On laws and rules of thumb
pharmafile | October 16, 2003 | Feature | Sales and Marketing |Â Â digi pharmaÂ
This column takes a healthily sceptical (you might say cynical) view of technological innovations, and tends to the view that this process is much more art than science.
So you would be forgiven for expecting a downbeat opinion on attempts to bring in the notion of laws that apply to technology, at least in the strict sense of the word as used in physics. Often, laws are just handy rules of thumb, but when a 'definition creep' occurs, they get upgraded to the status of laws, when people think they are fixed and infallible and behave accordingly.
Two key rules of thumb seem to have governed the expectations of managers who rushed wildly into the dotcom era, spent a lot – much of it unwisely – and now don't use the web at all.

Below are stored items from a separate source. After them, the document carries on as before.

use chrono::Utc;
use uuid::Uuid;

use sea_orm::{
    ActiveValue, Condition, DatabaseTransaction, QueryFilter, QueryOrder, TransactionTrait,
    prelude::*, sea_query::Expr,
};

use crate::{
    Category, EngineError, ResultEngine,
    categories::{self, DEFAULT_COLOR, UNCATEGORIZED_NAME},
    transactions,
};

use super::{Engine, normalize_optional_text, normalize_required_name, with_tx};

impl Engine {
    /// Category names are unique per user, case-insensitively, among the
    /// user's own categories. Global defaults do not count against the
    /// user's namespace, so a user may shadow one with their own.
    async fn ensure_category_name_free(
        &self,
        db_tx: &DatabaseTransaction,
        user_id: Uuid,
        name: &str,
        exclude: Option<Uuid>,
    ) -> ResultEngine<()> {
        let mut query = categories::Entity::find()
            .filter(categories::Column::UserId.eq(user_id))
            .filter(Expr::cust("LOWER(name)").eq(name.to_lowercase()));
        if let Some(id) = exclude {
            query = query.filter(categories::Column::Id.ne(id));
        }
        if query.one(db_tx).await?.is_some() {
            return Err(EngineError::ExistingKey(name.to_string()));
        }
        Ok(())
    }

    /// Lists the global defaults plus the user's own categories.
    pub async fn list_categories(&self, user_id: Uuid) -> ResultEngine<Vec<Category>> {
        with_tx!(self, |db_tx| {
            self.require_user(&db_tx, user_id).await?;
            let rows: Vec<categories::Model> = categories::Entity::find()
                .filter(
                    Condition::any()
                        .add(categories::Column::UserId.is_null())
                        .add(categories::Column::UserId.eq(user_id)),
                )
                .order_by_asc(categories::Column::Name)
                .all(&db_tx)
                .await?;
            Ok(rows.into_iter().map(Category::from).collect())
        })
    }

    pub async fn create_category(
        &self,
        user_id: Uuid,
        name: &str,
        color: Option<&str>,
    ) -> ResultEngine<Category> {
        let name = normalize_required_name(name, "category")?;
        let color =
            normalize_optional_text(color).unwrap_or_else(|| DEFAULT_COLOR.to_string());
        with_tx!(self, |db_tx| {
            self.require_user(&db_tx, user_id).await?;
            self.ensure_category_name_free(&db_tx, user_id, &name, None)
                .await?;

            let now = Utc::now();
            let active = categories::ActiveModel {
                id: ActiveValue::Set(Uuid::new_v4()),
                user_id: ActiveValue::Set(Some(user_id)),
                name: ActiveValue::Set(name.clone()),
                color: ActiveValue::Set(color.clone()),
                is_default: ActiveValue::Set(false),
                created_at: ActiveValue::Set(now),
                updated_at: ActiveValue::Set(now),
            };
            let inserted = active.insert(&db_tx).await?;
            Ok(Category::from(inserted))
        })
    }

    /// Renames or recolors one of the user's own categories. Global defaults
    /// cannot be edited.
    pub async fn update_category(
        &self,
        user_id: Uuid,
        category_id: Uuid,
        name: Option<&str>,
        color: Option<&str>,
    ) -> ResultEngine<Category> {
        with_tx!(self, |db_tx| {
            let model = self
                .require_owned_category(&db_tx, user_id, category_id)
                .await?;

            let mut active: categories::ActiveModel = model.into();
            if let Some(name) = name {
                let name = normalize_required_name(name, "category")?;
                self.ensure_category_name_free(&db_tx, user_id, &name, Some(category_id))
                    .await?;
                active.name = ActiveValue::Set(name);
            }
            if let Some(color) = color {
                let color = normalize_required_name(color, "color")?;
                active.color = ActiveValue::Set(color);
            }
            active.updated_at = ActiveValue::Set(Utc::now());

            let updated = active.update(&db_tx).await?;
            Ok(Category::from(updated))
        })
    }

    /// Deletes one of the user's own categories, moving every transaction
    /// that referenced it onto the global fallback category.
    pub async fn delete_category(&self, user_id: Uuid, category_id: Uuid) -> ResultEngine<()> {
        with_tx!(self, |db_tx| {
            self.require_owned_category(&db_tx, user_id, category_id)
                .await?;

            let fallback = categories::Entity::find()
                .filter(categories::Column::UserId.is_null())
                .filter(categories::Column::Name.eq(UNCATEGORIZED_NAME))
                .one(&db_tx)
                .await?
                .ok_or_else(|| {
                    EngineError::KeyNotFound("fallback category not exists".to_string())
                })?;

            transactions::Entity::update_many()
                .col_expr(transactions::Column::CategoryId, Expr::value(fallback.id))
                .filter(transactions::Column::UserId.eq(user_id))
                .filter(transactions::Column::CategoryId.eq(category_id))
                .exec(&db_tx)
                .await?;

            categories::Entity::delete_by_id(category_id)
                .exec(&db_tx)
                .await?;
            Ok(())
        })
    }
}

The first is Moore's Law, which is usually (and inaccurately) paraphrased as 'computers get twice as powerful every 18 months-two years'. The idea behind Moore's Law has been extrapolated, often unwisely, to unrelated areas such as economics and, most dangerously to venture capital during the dotcom boom.

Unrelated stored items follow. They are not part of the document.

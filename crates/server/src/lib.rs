use axum::{Json, http::StatusCode, response::IntoResponse};
use engine::EngineError;

use serde::Serialize;
pub use server::{router, run, run_with_listener, spawn_with_listener};

mod auth;
mod balance;
mod categories;
mod server;
mod transactions;

pub mod types {
    pub mod auth {
        pub use api_types::auth::{
            LoginRequest, MessageResponse, RegisterRequest, RegisterResponse, TokenResponse,
            VerifyRequest,
        };
    }

    pub mod transaction {
        pub use api_types::transaction::{
            BonusKind, SearchQuery, TransactionKind, TransactionNew, TransactionPatch,
            TransactionView,
        };
    }

    pub mod category {
        pub use api_types::category::{CategoryNew, CategoryPatch, CategoryView};
    }

    pub mod balance {
        pub use api_types::balance::{BalanceResponse, BalanceUpdate, BonusResponse, BonusUpdate};
    }
}

pub enum ServerError {
    Engine(EngineError),
    Generic(String),
}

//TODO: Find a better solution
#[derive(Serialize)]
struct Error {
    error: String,
}

fn status_for_engine_error(err: &EngineError) -> StatusCode {
    match err {
        EngineError::Unauthorized(_) => StatusCode::UNAUTHORIZED,
        EngineError::KeyNotFound(_) => StatusCode::NOT_FOUND,
        EngineError::ExistingKey(_) => StatusCode::CONFLICT,
        EngineError::Database(_) | EngineError::Hash(_) => StatusCode::INTERNAL_SERVER_ERROR,
        EngineError::InvalidAmount(_)
        | EngineError::InvalidBonus(_)
        | EngineError::InvalidName(_)
        | EngineError::InvalidPassword(_) => StatusCode::BAD_REQUEST,
    }
}

fn message_for_engine_error(err: EngineError) -> String {
    match err {
        EngineError::Database(db_err) => {
            tracing::error!("database error: {db_err}");
            "internal server error".to_string()
        }
        EngineError::Hash(hash_err) => {
            tracing::error!("hash error: {hash_err}");
            "internal server error".to_string()
        }
        other => other.to_string(),
    }
}

impl IntoResponse for ServerError {
    fn into_response(self) -> axum::response::Response {
        let (status, error) = match self {
            ServerError::Engine(err) => {
                (status_for_engine_error(&err), message_for_engine_error(err))
            }
            ServerError::Generic(err) => (StatusCode::BAD_REQUEST, err),
        };

        (status, Json(Error { error })).into_response()
    }
}

impl From<EngineError> for ServerError {
    fn from(value: EngineError) -> Self {
        Self::Engine(value)
    }
}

This unreasoned application of a law became a principal reason for the dotcom collapse. Most of the now-failed dotcom businesses based their business plans (such as they were) on Moores Law and assumed – without much evidence – that in two years time (ie, now) the world would have changed beyond recognition, and that their products would have become world-beaters.
One important argument against Moore's Law and the network effect is that people, companies, industries and economies simply can't keep up with this pace of technological development.
Conditioned into believing Moore's Law would work outside of the computer world, so that the world changed radically every couple of years, the people hawking the new technologies expected a much more rapid uptake by consumers than actually happened.
The customers also fell for the hype. 'We have to have an Internet strategy, even if we don't know what it is for', was the prevailing attitude at the turn of the millennium. Where managers rationalised this desire, they often used Moore's Law as a guide. E-commerce departments were set up without clear mandates, expectations were high but undefined, and most companies set off on the sure and certain path to disappointment. And so it proved. Departments were disbanded, budgets were slashed, Internet enthusiasts left, and web became a dirty word.
The second rule of thumb is the so-called 'network effect', according to which the value of a service to a potential customer depends on the number of customers already using it.
Until the number of users hits critical mass, only early adopters (ie, geeks) will subscribe. This happened with the Internet, which was restricted to techies until some clever users drove the price down and made the web available to a mass market. It also happened with mobile phones, twice, as a matter of fact. First when prices came down to levels non-business users could afford, and then again when pay-as-you-go was introduced.
So, generally speaking, the problem with the pharma industry's Internet investment was not that it was wrong, but that it didn't take proper account of the network effect. It was, in many respects, too early. Critical mass hadn't been achieved yet.
It also didn't take account of the fact that some networks work better than others. The chief executive of one major pharma company in the late 1990s was unimpressed by the Internet until he started receiving e-mails from cancer patients asking to join clinical trials, and clearly knowing as much about the drug and its progress as he did.
At the risk of creating another spurious law, here is the Technophobe rule of thumb: "The sophistication of a web-based network will vary in proportion to the speed of scientific advance and new therapies in that area, and to the severity of the disease."
So, cancer stands at one extreme, and what might be termed the 'grin and bear it' conditions such as arthritis are at the other extreme. But the latter category offers almost as much opportunity for clever use of the web as the former.
Grin and bear it conditions tend not to have advanced networks, but those networks can be created. Companies marketing radical new therapies have opportunities to work with patient groups to demonstrate that the new therapy provides more effective quality of life outcomes than the conventional protocol. In other words, a nascent network can be kick-started by pharma involvement, subject to the usual caveats about who can see what information, and the patient groups need to maintain impartiality between the different types of treatment.
So what has all this to do with the price of fish? Quite simply that, contrary to some views, the Internet revolution in healthcare is not over, but that it has hardly begun. All companies have scarce resources, but the degree of sophistication of a web-based network gives a pretty clear indication of where those resources should be concentrated. And also, of course, that some laws aren't much more than clever rules of thumb.